Unflinching Accounts

Published in Hopkins Medicine - Winter 2020

Recently, the U.S. Centers for Disease Control and Prevention released headline-grabbing statistics showing that, for the first time in four years, life expectancy in the United States rose slightly. The increase was due in no small part to a decline in drug overdose deaths — a cause for cautious celebration among those on the frontlines of treating people whose lives have been turned upside down by the opioid epidemic that has roiled our nation and claimed nearly 500,000 lives since the late 1990s.

Here in Baltimore, our own Michael Fingerhood and his team at the Comprehensive Care Practice at Bayview Medical Center have been toiling on those front lines of addiction medicine for 25 years. I first met Dr. Fingerhood in person last fall, to plan a booklet celebrating the CCP’s silver anniversary — and was moved beyond measure by his vision and by the compassion and commitment shown by him and his colleagues. While the numbers quantifying the CCP’s reach are impressive (more than 6,000 Baltimoreans rely on the practice for medical care), it is in the stories of individuals — unflinching, candid accounts — that the true measure of the practice can really be felt. We share some of those stories in “Compassion, Not Judgment.” 

If you’re like me, those stories will leave you feeling a bit more hopeful that with people like Michael Fingerhood in the world, the stigma that too often surrounds addiction can indeed be surmounted, paving the way for effective health care that saves lives and preserves families.

Letters 

I read your Fall 2019 issue with interest but was stopped short by an assertion in “Relief from Despair.” In the third paragraph of Judith Minkove’s article on the use of esketamine [to treat intractable depression] is the following statement: “… how the drug esketamine — a more potent form of ketamine — might relieve symptoms…” 

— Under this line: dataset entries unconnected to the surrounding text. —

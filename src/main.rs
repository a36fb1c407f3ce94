//! Tributary - workspace discovery for data project folders
//!
//! CLI entry point with global panic handler.

use std::io::Write;
use std::path::{Path, PathBuf};
use std::process::ExitCode;

use clap::{Parser, Subcommand};
use tracing_subscriber::EnvFilter;

use tributary::cli::connections_cmd::{ConnectionsCommand, ConnectionsOptions};
use tributary::cli::index_cmd::{IndexCommand, IndexOptions};
use tributary::cli::repos_cmd::{ReposCommand, ReposOptions};
use tributary::cli::rules_cmd::{RulesCommand, RulesOptions};
use tributary::cli::status_cmd::{StatusCommand, StatusOptions};
use tributary::config::{tributary_home, Config};
use tributary::error::exit_codes;

/// Environment variable holding the log filter directive.
const LOG_ENV: &str = "TRIBUTARY_LOG";

// =============================================================================
// CLI Definition
// =============================================================================

/// Tributary - workspace discovery for data project folders
#[derive(Parser)]
#[command(name = "tributary")]
#[command(author, version, about, long_about = None)]
struct Cli {
    /// Workspace root (overrides TRIBUTARY_PROJECT_ROOT and config files)
    #[arg(long, global = true)]
    root: Option<PathBuf>,

    #[command(subcommand)]
    command: Commands,
}

#[derive(Subcommand)]
enum Commands {
    /// Print the workspace RULES.md
    Rules {
        /// Output as JSON
        #[arg(long, short)]
        json: bool,
        /// Suppress output
        #[arg(long, short)]
        quiet: bool,
    },

    /// List repositories under repos/ and their index status
    Repos {
        /// Output as JSON
        #[arg(long, short)]
        json: bool,
        /// Suppress output
        #[arg(long, short)]
        quiet: bool,
    },

    /// List connections declared under databases/
    Connections {
        /// Output as JSON
        #[arg(long, short)]
        json: bool,
        /// Suppress output
        #[arg(long, short)]
        quiet: bool,
    },

    /// Build dbt-index/ from the dbt projects under repos/
    Index {
        /// Output as JSON
        #[arg(long, short)]
        json: bool,
        /// Suppress output
        #[arg(long, short)]
        quiet: bool,
    },

    /// Show an overview of the workspace
    Status {
        /// Output as JSON
        #[arg(long, short)]
        json: bool,
    },
}

// =============================================================================
// Main Entry Point
// =============================================================================

fn main() -> ExitCode {
    setup_panic_handler();
    setup_logging();

    match run() {
        Ok(code) => code,
        Err(e) => {
            eprintln!("tributary error: {}", e);
            ExitCode::from(exit_codes::ERROR as u8)
        }
    }
}

/// Install the stderr log subscriber, filtered by `TRIBUTARY_LOG`.
fn setup_logging() {
    let filter = EnvFilter::try_from_env(LOG_ENV).unwrap_or_else(|_| EnvFilter::new("warn"));
    tracing_subscriber::fmt()
        .with_env_filter(filter)
        .with_writer(std::io::stderr)
        .with_target(false)
        .init();
}

/// Set up the global panic handler.
///
/// On panic, logs to ~/.tributary/crash.log and exits with code 3.
fn setup_panic_handler() {
    std::panic::set_hook(Box::new(|info| {
        eprintln!("tributary panic: {}", info);

        if let Some(home) = tributary_home() {
            let crash_log = home.join("crash.log");
            if std::fs::create_dir_all(&home).is_ok() {
                if let Ok(mut file) = std::fs::OpenOptions::new()
                    .create(true)
                    .append(true)
                    .open(&crash_log)
                {
                    let timestamp = chrono::Utc::now().format("%Y-%m-%d %H:%M:%S UTC");
                    let _ = writeln!(file, "[{}] {}", timestamp, info);
                }
            }
        }

        std::process::exit(exit_codes::CRASH);
    }));
}

/// Run the CLI and return the exit code.
fn run() -> Result<ExitCode, Box<dyn std::error::Error>> {
    let cli = Cli::parse();
    let cwd = std::env::current_dir()?;
    let config = load_config(&cwd, cli.root);

    match cli.command {
        Commands::Rules { json, quiet } => Ok(run_rules(config, json, quiet)),
        Commands::Repos { json, quiet } => Ok(run_repos(config, json, quiet)),
        Commands::Connections { json, quiet } => Ok(run_connections(config, json, quiet)),
        Commands::Index { json, quiet } => Ok(run_index(config, json, quiet)),
        Commands::Status { json } => Ok(run_status(config, json)),
    }
}

/// Load configuration, letting `--root` override everything else.
fn load_config(cwd: &Path, root: Option<PathBuf>) -> Config {
    let config = Config::load_from_cwd(cwd);
    match root {
        Some(root) if root.is_relative() => config.with_project_root(cwd.join(root)),
        Some(root) => config.with_project_root(root),
        None => config,
    }
}

// =============================================================================
// Command Implementations
// =============================================================================

/// Map a command result to an exit code.
fn to_exit_code(configured: bool, success: bool) -> ExitCode {
    if !configured {
        ExitCode::from(exit_codes::NOT_CONFIGURED as u8)
    } else if success {
        ExitCode::from(exit_codes::SUCCESS as u8)
    } else {
        ExitCode::from(exit_codes::ERROR as u8)
    }
}

fn print_formatted(formatted: &str) {
    if !formatted.is_empty() {
        print!("{}", formatted);
        if !formatted.ends_with('\n') {
            println!();
        }
    }
}

fn run_rules(config: Config, json: bool, quiet: bool) -> ExitCode {
    let cmd = RulesCommand::new(config);
    let options = RulesOptions { json, quiet };

    let output = cmd.run(&options);
    print_formatted(&cmd.format_output(&output, &options));

    to_exit_code(output.configured, output.success)
}

fn run_repos(config: Config, json: bool, quiet: bool) -> ExitCode {
    let cmd = ReposCommand::new(config);
    let options = ReposOptions { json, quiet };

    let output = cmd.run(&options);
    print_formatted(&cmd.format_output(&output, &options));

    to_exit_code(output.configured, output.success)
}

fn run_connections(config: Config, json: bool, quiet: bool) -> ExitCode {
    let cmd = ConnectionsCommand::new(config);
    let options = ConnectionsOptions { json, quiet };

    let output = cmd.run(&options);
    print_formatted(&cmd.format_output(&output, &options));

    to_exit_code(output.configured, output.success)
}

fn run_index(config: Config, json: bool, quiet: bool) -> ExitCode {
    let cmd = IndexCommand::new(config);
    let options = IndexOptions { json, quiet };

    let output = cmd.run(&options);
    print_formatted(&cmd.format_output(&output, &options));

    to_exit_code(output.configured, output.success)
}

fn run_status(config: Config, json: bool) -> ExitCode {
    let cmd = StatusCommand::new(config);
    let options = StatusOptions { json };

    let output = cmd.run(&options);
    print_formatted(&cmd.format_output(&output, &options));

    to_exit_code(output.configured, true)
}
//! dbt indexer for Tributary.
//!
//! Finds the dbt project of every repository under `repos/`, parses its
//! models and schema YAML files, and writes `manifest.md` and `sources.md`
//! to `dbt-index/<repo>/`. The presence of `manifest.md` is what repository
//! discovery reports as "indexed".
//!
//! Indexing is best-effort per file and per project: a broken file is
//! logged and skipped, a broken project is logged and recorded in the
//! report while the others are still indexed.

pub mod markdown;
pub mod model;
pub mod project;
pub mod sql;
pub mod yaml;

use std::collections::BTreeMap;
use std::ffi::OsString;
use std::fs;
use std::path::{Path, PathBuf};

use serde::{Deserialize, Serialize};
use walkdir::WalkDir;

use crate::config::IndexerConfig;
use crate::discovery::{locate_project, ProjectLocation};
use crate::error::{FailOpen, Result, TributaryError};
use crate::util::{read_lossy_with_limit, slash_relative};
use crate::workspace::layout::{INDEX_MANIFEST, INDEX_SOURCES};
use crate::workspace::{DirEntry, DiskFs, WorkspaceFs, WorkspaceLayout};

pub use markdown::{generate_manifest_md, generate_sources_md, render_manifest};
pub use model::{ModelInfo, SourceInfo};
pub use project::{read_project_config, resolve_default_materialization, ProjectConfig};
pub use sql::{parse_sql_config, parse_sql_dependencies};
pub use yaml::{parse_yaml_descriptions, parse_yaml_sources, strip_jinja};

const MODELS_DIR: &str = "models";
const YAML_EXTENSIONS: &[&str] = &["yml", "yaml"];

/// A dbt project found inside a repository.
#[derive(Debug, Clone, PartialEq, Eq)]
pub struct DbtProject {
    /// Repository directory name, for display.
    pub repo_name: String,
    /// Repository directory name as stored on disk.
    pub dir_name: OsString,
    /// Where the project sits inside the repository.
    pub location: ProjectLocation,
    /// Absolute project directory.
    pub path: PathBuf,
}

/// A project that was indexed.
#[derive(Debug, Clone, PartialEq, Eq, Serialize, Deserialize)]
pub struct IndexedProject {
    /// Repository directory name.
    pub repo_name: String,
    /// dbt project name (falls back to the repository name).
    pub project_name: String,
    /// Workspace-relative project directory.
    pub project_path: String,
    /// Number of models written.
    pub models: usize,
    /// Number of sources written.
    pub sources: usize,
}

/// A project that could not be indexed.
#[derive(Debug, Clone, PartialEq, Eq, Serialize, Deserialize)]
pub struct FailedProject {
    /// Repository directory name.
    pub repo_name: String,
    /// What went wrong.
    pub error: String,
}

/// Summary of an indexing run.
#[derive(Debug, Clone, Default, PartialEq, Eq, Serialize, Deserialize)]
pub struct IndexReport {
    /// Successfully indexed projects.
    pub indexed: Vec<IndexedProject>,
    /// Projects that failed.
    pub failed: Vec<FailedProject>,
}

impl IndexReport {
    /// Whether no project was found at all.
    pub fn is_empty(&self) -> bool {
        self.indexed.is_empty() && self.failed.is_empty()
    }
}

/// Find dbt projects under a `repos/` directory, sorted by directory name.
///
/// Uses the same listing and project lookup as repository discovery.
pub fn find_dbt_projects<F: WorkspaceFs + ?Sized>(
    fs: &F,
    repos_dir: &Path,
) -> Result<Vec<DbtProject>> {
    let mut entries: Vec<DirEntry> = fs
        .list_dir(repos_dir)?
        .into_iter()
        .filter(|entry| entry.is_dir)
        .collect();
    entries.sort_by(|a, b| a.file_name.cmp(&b.file_name));

    Ok(entries
        .into_iter()
        .filter_map(|entry| {
            let repo_dir = repos_dir.join(&entry.file_name);
            let location = locate_project(fs, &repo_dir)?;
            let path = match location.subdir() {
                Some(subdir) => repo_dir.join(subdir),
                None => repo_dir,
            };
            Some(DbtProject {
                repo_name: entry.name,
                dir_name: entry.file_name,
                location,
                path,
            })
        })
        .collect())
}

/// Files under `models_dir` with the given extension, skipping vendored
/// and build directories. Sorted by path.
fn model_files(models_dir: &Path, extension: &str, settings: &IndexerConfig) -> Vec<PathBuf> {
    WalkDir::new(models_dir)
        .sort_by_file_name()
        .into_iter()
        .filter_entry(|entry| {
            entry.depth() == 0
                || !(entry.file_type().is_dir()
                    && settings
                        .skip_dirs
                        .iter()
                        .any(|skip| entry.file_name().to_string_lossy() == skip.as_str()))
        })
        .filter_map(|entry| match entry {
            Ok(entry) => Some(entry),
            Err(err) => {
                tracing::warn!(error = %err, "skipping unreadable path under models/");
                None
            }
        })
        .map(|entry| entry.into_path())
        .filter(|path| path.is_file() && path.extension().is_some_and(|ext| ext == extension))
        .collect()
}

fn parse_model(
    sql_path: &Path,
    project_dir: &Path,
    models_dir: &Path,
    descriptions: &BTreeMap<String, String>,
    defaults: &BTreeMap<String, String>,
    settings: &IndexerConfig,
) -> Result<ModelInfo> {
    let content = read_lossy_with_limit(sql_path, settings.max_file_bytes)?;
    let name = sql_path
        .file_stem()
        .map(|stem| stem.to_string_lossy().into_owned())
        .ok_or_else(|| TributaryError::index(format!("no file name: {}", sql_path.display())))?;

    let (refs, sources) = parse_sql_dependencies(&content);
    let materialized = parse_sql_config(&content)
        .remove("materialized")
        .or_else(|| resolve_default_materialization(sql_path, models_dir, defaults));

    Ok(ModelInfo {
        description: descriptions.get(&name).cloned(),
        path: slash_relative(sql_path, project_dir),
        name,
        materialized,
        refs,
        sources,
    })
}

/// Index the models and sources of one dbt project.
///
/// A project without `models/` yields empty results. Files that cannot be
/// read or parsed are logged and skipped. Models are sorted by name.
pub fn index_dbt_project(
    project_dir: &Path,
    defaults: &BTreeMap<String, String>,
    settings: &IndexerConfig,
) -> (Vec<ModelInfo>, Vec<SourceInfo>) {
    let models_dir = project_dir.join(MODELS_DIR);
    if !models_dir.is_dir() {
        return (Vec::new(), Vec::new());
    }

    let mut descriptions = BTreeMap::new();
    let mut sources = Vec::new();

    for extension in YAML_EXTENSIONS {
        for yaml_path in model_files(&models_dir, extension, settings) {
            // Read errors carry the path; invalid YAML already yields nothing.
            descriptions.extend(
                parse_yaml_descriptions(&yaml_path, settings.max_file_bytes)
                    .fail_open_default("parse_yaml_descriptions"),
            );
            sources.extend(
                parse_yaml_sources(&yaml_path, settings.max_file_bytes)
                    .fail_open_default("parse_yaml_sources"),
            );
        }
    }

    let mut models = Vec::new();
    for sql_path in model_files(&models_dir, "sql", settings) {
        match parse_model(
            &sql_path,
            project_dir,
            &models_dir,
            &descriptions,
            defaults,
            settings,
        ) {
            Ok(model) => models.push(model),
            Err(err) => tracing::warn!(
                path = %sql_path.display(),
                error = %err,
                "failed to parse model"
            ),
        }
    }

    models.sort_by(|a, b| a.name.cmp(&b.name));
    (models, sources)
}

fn index_single_project(
    project: &DbtProject,
    layout: &WorkspaceLayout,
    settings: &IndexerConfig,
) -> Result<IndexedProject> {
    let config = read_project_config(&project.path, settings.max_file_bytes)?;
    let project_name = config
        .name
        .clone()
        .unwrap_or_else(|| project.repo_name.clone());

    let (models, sources) =
        index_dbt_project(&project.path, &config.default_materializations, settings);

    let out_dir = layout.index_dir(&project.dir_name);
    fs::create_dir_all(&out_dir).map_err(|e| TributaryError::io(&out_dir, e))?;

    let project_path = project.location.project_path(&project.repo_name);

    let manifest_path = out_dir.join(INDEX_MANIFEST);
    let manifest = generate_manifest_md(&models, &project.repo_name, &project_path, &project_name);
    fs::write(&manifest_path, manifest).map_err(|e| TributaryError::io(&manifest_path, e))?;

    let sources_path = out_dir.join(INDEX_SOURCES);
    let sources_md = generate_sources_md(&sources, &project.repo_name);
    fs::write(&sources_path, sources_md).map_err(|e| TributaryError::io(&sources_path, e))?;

    tracing::info!(
        repo = %project.repo_name,
        models = models.len(),
        sources = sources.len(),
        "indexed dbt project"
    );

    Ok(IndexedProject {
        repo_name: project.repo_name.clone(),
        project_name,
        project_path,
        models: models.len(),
        sources: sources.len(),
    })
}

/// Index every dbt project of a workspace into `dbt-index/`.
///
/// Without `repos/` or without any dbt project nothing is written and the
/// report is empty. A failing project does not stop the others.
pub fn index_all_projects(root: &Path, settings: &IndexerConfig) -> Result<IndexReport> {
    let layout = WorkspaceLayout::new(root);
    let repos_dir = layout.repos_dir();
    if !repos_dir.is_dir() {
        return Ok(IndexReport::default());
    }

    let projects = find_dbt_projects(&DiskFs::new(), &repos_dir)?;
    if projects.is_empty() {
        return Ok(IndexReport::default());
    }

    let index_root = layout.dbt_index_dir();
    fs::create_dir_all(&index_root).map_err(|e| TributaryError::io(&index_root, e))?;

    let mut report = IndexReport::default();
    for project in &projects {
        match index_single_project(project, &layout, settings) {
            Ok(indexed) => report.indexed.push(indexed),
            Err(err) => {
                tracing::warn!(repo = %project.repo_name, error = %err, "failed to index project");
                report.failed.push(FailedProject {
                    repo_name: project.repo_name.clone(),
                    error: err.to_string(),
                });
            }
        }
    }

    Ok(report)
}
//! Filesystem traits for workspace discovery.
//!
//! Discovery only ever reads. Every query a scanner makes goes through
//! `WorkspaceFs`, so scanners can run against a real directory or an
//! in-memory tree.

use std::ffi::OsString;
use std::path::Path;

use crate::error::Result;

/// One entry of a directory listing.
#[derive(Debug, Clone, PartialEq, Eq)]
pub struct DirEntry {
    /// Base name for display, lossily converted to UTF-8.
    pub name: String,
    /// Base name exactly as the filesystem returned it. Join paths with this.
    pub file_name: OsString,
    /// Whether the entry is a directory (symlinks are followed).
    pub is_dir: bool,
}

impl DirEntry {
    /// Create a new directory entry from a UTF-8 name.
    pub fn new(name: impl Into<String>, is_dir: bool) -> Self {
        let name = name.into();
        Self {
            file_name: OsString::from(&name),
            name,
            is_dir,
        }
    }

    /// Create a directory entry from a raw filesystem name.
    pub fn from_os(file_name: OsString, is_dir: bool) -> Self {
        Self {
            name: file_name.to_string_lossy().into_owned(),
            file_name,
            is_dir,
        }
    }
}

/// Read-only view of a filesystem.
pub trait WorkspaceFs: Send + Sync {
    /// Check whether anything exists at `path`.
    fn exists(&self, path: &Path) -> bool;

    /// Check whether `path` is a directory.
    fn is_dir(&self, path: &Path) -> bool;

    /// Check whether `path` exists and is not a directory.
    fn is_file(&self, path: &Path) -> bool {
        self.exists(path) && !self.is_dir(path)
    }

    /// List the immediate entries of a directory.
    ///
    /// Entries come back in enumeration order, which is not sorted.
    fn list_dir(&self, path: &Path) -> Result<Vec<DirEntry>>;

    /// Read a whole file as UTF-8 text.
    fn read_to_string(&self, path: &Path) -> Result<String>;
}
//! CLI commands for Tributary.
//!
//! This module provides CLI commands for Tributary, organized into:
//! - **Discovery commands**: rules, repos, connections (read-only)
//! - **Index command**: index (writes `dbt-index/`)
//! - **Overview command**: status

// Discovery commands
pub mod connections_cmd;
pub mod repos_cmd;
pub mod rules_cmd;

// Index command
pub mod index_cmd;

// Overview command
pub mod status_cmd;

pub use connections_cmd::ConnectionsCommand;
pub use index_cmd::IndexCommand;
pub use repos_cmd::ReposCommand;
pub use rules_cmd::RulesCommand;
pub use status_cmd::StatusCommand;

/// Message shown when no project root is configured.
pub const NOT_CONFIGURED_MESSAGE: &str =
    "No project root configured. Set TRIBUTARY_PROJECT_ROOT or pass --root.";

I would be grateful if the author could cite a source of data that demonstrates that esketamine is in fact more potent — or different in any way pharmacologically — than racemic ketamine. If there isn’t any, then she may have inadvertently provided yet another example of the situation addressed in the cover story of this issue [“Busted Pipeline”]. 

Andrew J. Alpert, Ph.D. 

Columbia, Maryland 

Editor: We reached out to featured Johns Hopkins scientist Adam Kaplin with this question. He referred us to an article, “Antidepressant Efficacy and Tolerability of Ketamine and Esketamine: A Critical Review,” which appeared in CNS Drugs (2018) 32:411–420. It noted, “Esketamine has a higher affinity for the NMDA receptors than ketamine, resulting in the S-enantiomer being about two to four times as potent as the R-enantiomer.”